Beacon’s forecast calls for total non-farm employment to grow 2.5 percent in 2012 and 2.4 percent the following year.
Local housing scene
Median home prices in the county will remain flat over the next year, however, and inch up only slightly over the next two years, Beacon economists predicted. Home sales are forecast to grow 8.1 percent over the next year and 8.4 percent over a two-year period.
Kemp and Christopher Thornberg, founding principal of Beacon Economics, reminded the crowd that home prices before the bubble popped were unsustainable and that a key to the county’s economic success will be its ability to tackle the high costs of housing.

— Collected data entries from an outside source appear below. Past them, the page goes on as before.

//! Multi-worker HTTP/1.1 servers over two socket backends.
//!
//! Both backends run `N` OS threads, each driving its own single-threaded
//! Tokio runtime, and both feed the same [`Application`]:
//!
//! - [`prefork`] — every worker owns a listener bound to the shared port with
//!   `SO_REUSEPORT`; the kernel balances new connections between them.
//! - [`dispatch`] — a single acceptor thread hands accepted sockets to the
//!   workers round-robin; workers read requests through a native request and
//!   response layer.
//!
//! An [`Adapter`] translates between a backend's connection and the shared
//! [`Request`]/[`Response`] model. The connection loop is the same for every
//! adapter:
//!
//! 1. `adapt` reads the next request (malformed or oversized input is
//!    answered with `400`/`413` and the connection closes);
//! 2. the [`Kernel`] produces exactly one response;
//! 3. `emit` writes it;
//! 4. the [`RequestHandled`] event is dispatched once;
//! 5. the connection is kept alive or closed.

pub mod codec;
pub mod dispatch;
pub mod prefork;

pub use dispatch::DispatchAdapter;
pub use prefork::PreforkAdapter;

use std::{
    fmt,
    future::Future,
    io,
    net::SocketAddr,
    sync::Arc,
    thread,
};

use thiserror::Error;
use tokio::{runtime, sync::watch, task::JoinSet};
use tracing::{debug, error, info, warn};

use crate::{
    StatusCode,
    config::{BackendKind, ConfigError, ServerConfig},
    context::WorkerContext,
    events::{EventDispatcher, Listener, RequestHandled},
    http::{HttpError, Method, Request, Response, Version},
    kernel::Kernel,
    registry::{IdError, IdGenerator, MAX_WORKER_ID, Registry, RegistryBuilder},
};

use codec::CodecError;

/// Errors produced while starting a server.
#[derive(Debug, Error)]
pub enum ServerError {
    #[error("I/O error: {0}")]
    Io(#[from] io::Error),

    #[error("failed to bind to {addr}: {source}")]
    Bind {
        addr: SocketAddr,
        #[source]
        source: io::Error,
    },

    #[error(transparent)]
    Config(#[from] ConfigError),

    #[error("{0} workers requested, at most {max} supported", max = MAX_WORKER_ID + 1)]
    TooManyWorkers(usize),
}

/// Why a backend could not produce a [`Request`] from its connection.
#[derive(Debug, Error)]
pub enum AdaptError {
    #[error("malformed request: {0}")]
    Malformed(#[from] CodecError),

    #[error("request exceeds {limit} bytes")]
    TooLarge { limit: usize },

    #[error("connection closed mid-request")]
    Truncated,

    #[error("I/O error: {0}")]
    Io(#[from] io::Error),
}

impl AdaptError {
    /// The status to answer with before closing, if the peer can still be answered.
    pub fn status(&self) -> Option<StatusCode> {
        match self {
            Self::Malformed(_) => Some(StatusCode::BadRequest),
            Self::TooLarge { .. } => Some(StatusCode::PayloadTooLarge),
            Self::Truncated | Self::Io(_) => None,
        }
    }
}

#[derive(Debug, Error)]
pub enum EmitError {
    #[error("write failed: {0}")]
    Io(#[from] io::Error),

    #[error("failed to read response file: {0}")]
    File(#[source] io::Error),
}

/// Framing decisions for one emitted response.
#[derive(Debug, Clone, Copy, PartialEq, Eq)]
pub struct Emission {
    pub version: Version,
    /// The request was `HEAD`: write the head only.
    pub head_only: bool,
    pub keep_alive: bool,
}

impl Emission {
    /// Framing for an error answered before any request was parsed.
    pub fn closing() -> Self {
        Self {
            version: Version::Http11,
            head_only: false,
            keep_alive: false,
        }
    }
}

“Buying a house is not a bad idea, but it’s not the best investment available,” Kemp said.
In addition to working through the recovery in residential and commercial real estate, economists noted that other challenges remain.
Government will continue to downsize until it meets its new budget goals, and housing has excess capacity that must be absorbed before builders can begin construction again, Kemp said.
Both of those things will impact the growth of the county’s gross metropolitan product, he said. Other factors that weigh on the economy include a large retirement population worried about their financial security, and consumers who are already spending too much and not saving enough.
But both Kemp and Thornberg cautioned the audience not to be swayed by the talk of some pundits who have warned of a double-dip recession, even though there’s no data to support such claims.
“In sign after sign, we see an economy picking up speed,” Thornberg said.